Os gelados da Neveiros têm uma validade de 60 dias e creme de ovos, gengibre e limão, coco e malagueta, limão e hortelã, ananás e manjericão ou natas com bacon desidratado, caramelizado e triturado são algumas combinações improváveis que a gelataria faz questão de apresentar regularmente. “Muitas vezes não identificamos os ingredientes, dizemos apenas que é o sabor da semana e quem adivinhar ganha uma bola.”

Visitas guiadas, provas cegas e um mural com os clientes da casa

Em junho a Neveiros inaugurou uma nova morada na rua Formosa, a um passo do Mercado do Bolhão, onde antigamente funcionou uma chapelaria, uma confeitaria e uma loja de roupa espanhola. Modernizou a sua imagem, usou algumas prateleiras para expor objetos antigos, como colheres de sorvete ou formas de bolos, e manteve a montra recheada de gelados coloridos e o carro que a fundadora usava na venda ambulante estacionando na entrada.

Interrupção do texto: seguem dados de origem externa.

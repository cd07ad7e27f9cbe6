//! # tokengate-database
//!
//! PostgreSQL connection management and the repository layer for users and
//! refresh tokens. Each repository is a trait with a PostgreSQL
//! implementation and an in-process implementation used for tests and
//! database-less deployments.

pub mod connection;
pub mod memory;
pub mod migration;
pub mod repositories;

pub use connection::DatabasePool;
pub use repositories::{RefreshTokenRepository, UserRepository};
//! Convenience result type alias for TokenGate.

use crate::error::AppError;

/// A specialized `Result` type for TokenGate operations.
pub type AppResult<T> = Result<T, AppError>;
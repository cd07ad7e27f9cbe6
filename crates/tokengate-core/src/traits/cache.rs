//! Cache provider trait for pluggable caching backends.

use std::time::Duration;

use async_trait::async_trait;

use crate::result::AppResult;

/// Trait for cache backends (Redis or in-memory).
///
/// Values are plain strings. Every write carries a TTL; the backend is
/// responsible for key prefixing and expiry. Single-key operations must be
/// atomic with respect to other operations on the same key.
#[async_trait]
pub trait CacheProvider: Send + Sync + std::fmt::Debug + 'static {
    /// Get a value by key. Returns `None` if the key does not exist or has expired.
    async fn get(&self, key: &str) -> AppResult<Option<String>>;

    /// Set a value with a TTL, overwriting any previous value.
    async fn set(&self, key: &str, value: &str, ttl: Duration) -> AppResult<()>;

    /// Set a value with a TTL unless the current value equals `forbidden`.
    ///
    /// Returns `true` if the value was written. The check and the write happen
    /// as one atomic step.
    async fn set_unless(
        &self,
        key: &str,
        value: &str,
        forbidden: &str,
        ttl: Duration,
    ) -> AppResult<bool>;

    /// Delete a key from the cache.
    async fn delete(&self, key: &str) -> AppResult<()>;

    /// Check whether a key exists in the cache.
    async fn exists(&self, key: &str) -> AppResult<bool>;

    /// Add a member to the set stored at `key`, extending the set's TTL to at
    /// least `ttl`.
    async fn set_add(&self, key: &str, member: &str, ttl: Duration) -> AppResult<()>;

    /// List the members of the set stored at `key`.
    async fn set_members(&self, key: &str) -> AppResult<Vec<String>>;

    /// Remove a member from the set stored at `key`.
    async fn set_remove(&self, key: &str, member: &str) -> AppResult<()>;

    /// Check that the cache backend is reachable.
    async fn health_check(&self) -> AppResult<bool>;
}
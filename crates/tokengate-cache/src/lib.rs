//! # tokengate-cache
//!
//! Cache provider implementations for TokenGate. Supports two modes:
//!
//! - **memory**: In-process cache using [moka](https://crates.io/crates/moka)
//! - **redis**: Redis-backed cache using the [redis](https://crates.io/crates/redis) crate
//!
//! The provider is selected at runtime based on configuration and handed to
//! the services explicitly through [`CacheManager`].

pub mod keys;
#[cfg(feature = "memory")]
pub mod memory;
pub mod provider;
#[cfg(feature = "redis-backend")]
pub mod redis;

pub use provider::CacheManager;
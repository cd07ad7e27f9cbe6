//! In-memory refresh token repository.

use std::sync::Arc;

use async_trait::async_trait;
use chrono::Utc;
use tokio::sync::RwLock;
use uuid::Uuid;

use tokengate_core::error::AppError;
use tokengate_core::result::AppResult;
use tokengate_entity::token::{NewRefreshToken, RefreshToken};

use crate::repositories::RefreshTokenRepository;

/// In-memory [`RefreshTokenRepository`]. Rows are kept in insertion order so
/// rows created within the same clock tick still sort oldest first.
#[derive(Debug, Clone, Default)]
pub struct MemoryRefreshTokenRepository {
    rows: Arc<RwLock<Vec<RefreshToken>>>,
}

impl MemoryRefreshTokenRepository {
    /// Creates an empty repository.
    pub fn new() -> Self {
        Self::default()
    }

    /// Every row of a user, active or not, oldest first.
    pub async fn all_for_user(&self, user_id: Uuid) -> Vec<RefreshToken> {
        self.rows
            .read()
            .await
            .iter()
            .filter(|r| r.user_id == user_id)
            .cloned()
            .collect()
    }
}

#[async_trait]
impl RefreshTokenRepository for MemoryRefreshTokenRepository {
    async fn create(&self, data: &NewRefreshToken) -> AppResult<RefreshToken> {
        let mut rows = self.rows.write().await;

        if rows.iter().any(|r| r.token == data.token) {
            return Err(AppError::conflict("Refresh token already issued"));
        }

        let row = RefreshToken {
            id: Uuid::new_v4(),
            user_id: data.user_id,
            token: data.token.clone(),
            is_active: true,
            created_at: Utc::now(),
            expires_at: data.expires_at,
        };
        rows.push(row.clone());
        Ok(row)
    }

    async fn find_by_token(&self, token: &str) -> AppResult<Option<RefreshToken>> {
        Ok(self
            .rows
            .read()
            .await
            .iter()
            .find(|r| r.token == token)
            .cloned())
    }

    async fn list_active_by_user(&self, user_id: Uuid) -> AppResult<Vec<RefreshToken>> {
        let mut active: Vec<RefreshToken> = self
            .rows
            .read()
            .await
            .iter()
            .filter(|r| r.user_id == user_id && r.is_active)
            .cloned()
            .collect();
        // Stable sort keeps insertion order for equal timestamps.
        active.sort_by_key(|r| r.created_at);
        Ok(active)
    }

    async fn deactivate(&self, ids: &[Uuid]) -> AppResult<u64> {
        let mut rows = self.rows.write().await;
        let mut changed = 0;
        for row in rows.iter_mut().filter(|r| r.is_active && ids.contains(&r.id)) {
            row.is_active = false;
            changed += 1;
        }
        Ok(changed)
    }

    async fn deactivate_if_active(&self, id: Uuid) -> AppResult<bool> {
        let mut rows = self.rows.write().await;
        match rows.iter_mut().find(|r| r.id == id && r.is_active) {
            Some(row) => {
                row.is_active = false;
                Ok(true)
            }
            None => Ok(false),
        }
    }

    async fn deactivate_all_for_user(&self, user_id: Uuid) -> AppResult<u64> {
        let mut rows = self.rows.write().await;
        let mut changed = 0;
        for row in rows
            .iter_mut()
            .filter(|r| r.user_id == user_id && r.is_active)
        {
            row.is_active = false;
            changed += 1;
        }
        Ok(changed)
    }
}
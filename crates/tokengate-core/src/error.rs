//! Unified application error types for TokenGate.
//!
//! All crates map their internal errors into [`AppError`] for consistent
//! propagation through the ? operator. Domain failures (bad credentials,
//! revoked tokens, conflicts) are ordinary values of this type; only
//! infrastructure faults carry a `source`.

use std::fmt;
use thiserror::Error;

/// Top-level error kind categorization used across the entire application.
#[derive(Debug, Clone, Copy, PartialEq, Eq, Hash, serde::Serialize, serde::Deserialize)]
pub enum ErrorKind {
    /// Login failed. Deliberately identical for unknown user, wrong password
    /// and deactivated account.
    InvalidCredentials,
    /// The caller presented no usable session (revoked, unregistered, or the
    /// account is disabled).
    Unauthenticated,
    /// The token's expiry has passed or it predates a credential change.
    TokenExpired,
    /// The token signature or structure could not be verified.
    TokenInvalid,
    /// The token verified but lacks a required claim.
    TokenMalformed,
    /// The caller is authenticated but not allowed to do this.
    PermissionDenied,
    /// Input validation failed.
    BadRequest,
    /// The requested resource was not found.
    NotFound,
    /// Duplicate username/email or concurrent modification.
    Conflict,
    /// A rate limit was exceeded.
    RateLimited,
    /// A database error occurred.
    Database,
    /// A cache error occurred.
    Cache,
    /// An external call did not finish within its deadline.
    Timeout,
    /// A configuration error occurred.
    Configuration,
    /// An internal server error occurred.
    Internal,
}

impl ErrorKind {
    /// Whether this kind belongs to the opaque server-error family.
    pub fn is_server_error(&self) -> bool {
        matches!(
            self,
            Self::Database | Self::Cache | Self::Timeout | Self::Configuration | Self::Internal
        )
    }

    /// Whether this kind means the bearer credential was rejected.
    pub fn is_authentication_failure(&self) -> bool {
        matches!(
            self,
            Self::InvalidCredentials
                | Self::Unauthenticated
                | Self::TokenExpired
                | Self::TokenInvalid
                | Self::TokenMalformed
        )
    }
}

impl fmt::Display for ErrorKind {
    fn fmt(&self, f: &mut fmt::Formatter<'_>) -> fmt::Result {
        match self {
            Self::InvalidCredentials => write!(f, "INVALID_CREDENTIALS"),
            Self::Unauthenticated => write!(f, "UNAUTHENTICATED"),
            Self::TokenExpired => write!(f, "TOKEN_EXPIRED"),
            Self::TokenInvalid => write!(f, "TOKEN_INVALID"),
            Self::TokenMalformed => write!(f, "TOKEN_MALFORMED"),
            Self::PermissionDenied => write!(f, "PERMISSION_DENIED"),
            Self::BadRequest => write!(f, "BAD_REQUEST"),
            Self::NotFound => write!(f, "NOT_FOUND"),
            Self::Conflict => write!(f, "CONFLICT"),
            Self::RateLimited => write!(f, "RATE_LIMITED"),
            Self::Database => write!(f, "DATABASE"),
            Self::Cache => write!(f, "CACHE"),
            Self::Timeout => write!(f, "TIMEOUT"),
            Self::Configuration => write!(f, "CONFIGURATION"),
            Self::Internal => write!(f, "INTERNAL"),
        }
    }
}

/// The unified application error used throughout TokenGate.
#[derive(Debug, Error)]
#[error("{kind}: {message}")]
pub struct AppError {
    /// The category of error.
    pub kind: ErrorKind,
    /// A human-readable error message.
    pub message: String,
    /// Optional underlying cause.
    #[source]
    pub source: Option<Box<dyn std::error::Error + Send + Sync>>,
}

impl AppError {
    /// Create a new application error.
    pub fn new(kind: ErrorKind, message: impl Into<String>) -> Self {
        Self {
            kind,
            message: message.into(),
            source: None,
        }
    }

    /// Create a new application error with an underlying cause.
    pub fn with_source(
        kind: ErrorKind,
        message: impl Into<String>,
        source: impl std::error::Error + Send + Sync + 'static,
    ) -> Self {
        Self {
            kind,
            message: message.into(),
            source: Some(Box::new(source)),
        }
    }

    /// The generic login failure.
    pub fn invalid_credentials() -> Self {
        Self::new(ErrorKind::InvalidCredentials, "Invalid username or password")
    }

    /// Create an unauthenticated error.
    pub fn unauthenticated(message: impl Into<String>) -> Self {
        Self::new(ErrorKind::Unauthenticated, message)
    }

    /// Create a token-expired error.
    pub fn token_expired(message: impl Into<String>) -> Self {
        Self::new(ErrorKind::TokenExpired, message)
    }

    /// Create a token-invalid error.
    pub fn token_invalid(message: impl Into<String>) -> Self {
        Self::new(ErrorKind::TokenInvalid, message)
    }

    /// Create a token-malformed error.
    pub fn token_malformed(message: impl Into<String>) -> Self {
        Self::new(ErrorKind::TokenMalformed, message)
    }

    /// Create a permission-denied error.
    pub fn permission_denied(message: impl Into<String>) -> Self {
        Self::new(ErrorKind::PermissionDenied, message)
    }

    /// Create a bad-request error.
    pub fn bad_request(message: impl Into<String>) -> Self {
        Self::new(ErrorKind::BadRequest, message)
    }

    /// Create a not-found error.
    pub fn not_found(message: impl Into<String>) -> Self {
        Self::new(ErrorKind::NotFound, message)
    }

    /// Create a conflict error.
    pub fn conflict(message: impl Into<String>) -> Self {
        Self::new(ErrorKind::Conflict, message)
    }

    /// Create a rate-limit error.
    pub fn rate_limited(message: impl Into<String>) -> Self {
        Self::new(ErrorKind::RateLimited, message)
    }

    /// Create a database error.
    pub fn database(message: impl Into<String>) -> Self {
        Self::new(ErrorKind::Database, message)
    }

    /// Create a cache error.
    pub fn cache(message: impl Into<String>) -> Self {
        Self::new(ErrorKind::Cache, message)
    }

    /// Create a timeout error.
    pub fn timeout(message: impl Into<String>) -> Self {
        Self::new(ErrorKind::Timeout, message)
    }

    /// Create a configuration error.
    pub fn configuration(message: impl Into<String>) -> Self {
        Self::new(ErrorKind::Configuration, message)
    }

    /// Create an internal error.
    pub fn internal(message: impl Into<String>) -> Self {
        Self::new(ErrorKind::Internal, message)
    }

    /// The message safe to return to a client.
    ///
    /// Server-side failures are collapsed into a fixed string so that driver
    /// or network error text never reaches the response body.
    pub fn public_message(&self) -> &str {
        if self.kind.is_server_error() {
            "Internal server error"
        } else {
            &self.message
        }
    }
}

impl Clone for AppError {
    fn clone(&self) -> Self {
        Self {
            kind: self.kind,
            message: self.message.clone(),
            source: None,
        }
    }
}

impl From<serde_json::Error> for AppError {
    fn from(err: serde_json::Error) -> Self {
        Self::with_source(
            ErrorKind::Internal,
            format!("JSON serialization error: {err}"),
            err,
        )
    }
}

impl From<config::ConfigError> for AppError {
    fn from(err: config::ConfigError) -> Self {
        Self::with_source(
            ErrorKind::Configuration,
            format!("Configuration error: {err}"),
            err,
        )
    }
}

Além de bolas em copo ou cone, a Neveiros continua a vender bolos gelados em camadas, cookies recheadas de gelados e sabores originais e arrojados com bacon, especiarias ou vinho do Porto

(Rui Oliveira/Observador)

O espaço tem um piso superior para que os produtos da casa sejam saboreados com tempo e junto às escadas está um mural de fotografias com alguns dos clientes mais fiéis, do casal que em tempos quis comprar a marca à mulher que durante a gravidez ia à gelataria todos os dias pedir três bolas com os mesmos sabores. “Só percebemos que ela já tinha tido o bebé quando passou a vir o marido buscar caixas de gelado para casa. Temos famílias em que a terceira geração já frequenta a Neveiros e pessoas cujo bolo de aniversário vem sempre daqui.”

Em agosto a gelataria completa 72 anos de vida e vai aproveitar a ocasião para lançar visitas guiadas à zona de produção para grupos e escolas, provas cegas para que os clientes possam testar novos sabores e ainda colaborações com chefs de cozinha para criarem sobremesas com gelado. “Em breve vamos também restaurar a nossa fachada e num futuro próximo não pretendemos abrir noutras cidades, a qualidade tem de estar sempre garantida.”

Rua Formosa, 285 (Porto). Segunda a sábado, das 12h30 às 19h. Mercado do Bom Sucesso (Boavista). Domingo a quinta, das 11h às 23h; sexta e sábado, das 11h às 24h. Tel.: 93 708 5980.